Sunday, October 31, 2004

Even Republicans Fear Hate Bush (and our media sucks for not reporting it)

Not often do I come across articles that fill me with as much indignation as one today did. First, it illustrated the sad state of the mainstream media in this nation as servants of the major parties' political campaigns. Second, it did so by pointing out the disgusting lack of attention paid to longtime traditional Republicans endorsing Senator John Kerry for President. The article is entitled "Even Republicans Fear Bush", and was written by John Nichols of The Nation.

If the United States had major media that covered politics, as opposed to the political spin generated by the Bush White House and the official campaigns of both the Republican president and his Democratic challenger, one of the most fascinating, and significant, stories of the 2004 election season would be the abandonment of the Bush reelection effort by senior Republicans.
Nichols is quite scathing with his words, and I have little to add to what he writes.

The first half of the article is a damning of the mainstream media and an overview of the reasons many of these Republicans have strongly endorsed John Kerry for President.
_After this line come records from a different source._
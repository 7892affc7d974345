use bevy::ecs::entity::Entity;

// ---------------------------------------------------------------------------
// ConstraintId
// ---------------------------------------------------------------------------

/// Opaque identifier for a constraint created by the physics backend.
///
/// Meaningful only to the backend that minted it; holders are responsible
/// for symmetric create/remove accounting, nothing more.
#[derive(Debug, Clone, Copy, PartialEq, Eq, Hash)]
pub struct ConstraintId(pub u64);

// ---------------------------------------------------------------------------
// BodyHandle
// ---------------------------------------------------------------------------

/// Non-owning reference to an entity's physical representation.
///
/// Minted by the backend when the entity is currently physicalized; a held
/// handle may go stale at any time and backends tolerate stale handles.
#[derive(Debug, Clone, Copy, PartialEq, Eq, Hash)]
pub struct BodyHandle(pub Entity);

// ---------------------------------------------------------------------------
// AttachTarget
// ---------------------------------------------------------------------------

/// Configured re-attachment target for a constraint manager.
#[derive(Debug, Clone, Copy, PartialEq, Eq, Default)]
pub enum AttachTarget {
    /// Anchor to a fixed point in space (the immovable world frame).
    #[default]
    World,
    /// Anchor to another simulated entity's body.
    Entity {
        target: Entity,
        /// Suppress collision response between the owner and the target.
        disable_collisions: bool,
    },
}

// ---------------------------------------------------------------------------
// Tests
// ---------------------------------------------------------------------------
The second half of the article contains 12 forcefully-worded criticisms of our President accompanied by words of support for the Kerry-Edwards ticket from lifelong Republicans. Included in these twelve are Ambassador John Eisenhower (son of Republican President Dwight Eisenhower), former Kentucky Senator Marlow Cook, former Michigan Governor William Milliken, and former U.S. Senator Bob Smith. All but two of the statements are from Republicans who have served in high-level positions in either state or the federal governments.

Nichols concludes by saying:

In the end, of course, the vast majority of Republicans will cast their ballots for George w. Bush on Tuesday, just as the vast majority of Democrats will vote for John Kerry. But the Republicans who plan to cross the partisan divide and vote for Kerry have articulated a unique and politically potent indictment of the Bush administration.
Nichols is completely correct in this statement, but we can still affect some Bush-leaning voters that each of us know. And as Richard said, every vote counts, whether or not you're a resident of a "swing state". Here, most of us have passionately believed for a very long time that Bush has been ravaging our nation. Much of the American public is under the impression that the only people who believe as we do are extreme leftists or anarchists. They have a right to know the truth. Make our position unmistakably clear to them. Kerry must win in a landslide, otherwise this victory may not be enough. The only way to do that is to force the media into reporting that Kerry demolished Bush in this election.

For those who don't have the time to read Nichols' article, I say make the time, but if its not possible, here's a couple of the statements that have been avoided most by the media:

  • "Before the current campaign, it might have been argued that at least in affirming the importance of faith and respecting those who profess it the administration had embraced traditional conservative views. But in the wake of the Swift Boat ads attacking John Kerry, even this argument can no longer be maintained. As an elder of the Presbyterian Church, I found that those ads were not at all in the Christian tradition. John McCain rightly condemned them as dishonest and dishonorable. The president should have, too. That he did not undermines his credibility on questions of faith. Some say it's just politics. But that's the whole point. More is expected of people of faith than "just politics."

    "The fact is that the Bush administration might better be called radical or romantic or adventurist than conservative. And that's why real conservatives are leaning toward Kerry."

    -- Clyde Prestowitz, counselor to the secretary of commerce in the Reagan administration and an elder of the Presbyterian Church.

  • "George W. Bush has come to embody a politics that is antithetical to almost any kind of thoughtful conservatism. His international policies have been based on the hopelessly naive belief that foreign peoples are eager to be liberated by American enemies -- a notion more grounded in Leon Trotsky's concept of global revolution than any sort of conservative statecraft."

    -- Scott McConnell, executive editor, The American Conservative.

  • "The current administration has run the largest deficits in U.S. history, incurring massive debts that our children and grandchildren will have to pay. Two and a half million people have lost their jobs; trillions have been wiped out of savings and retirement accounts. The income of Americans has declined two years in a row, the first time since the IRS began keeping records. George W. Bush will be the first president since Hoover to have a net job loss under his watch... President Bush wanted to be judged as the CEO president, it is time to say, 'you have failed, and you're fired."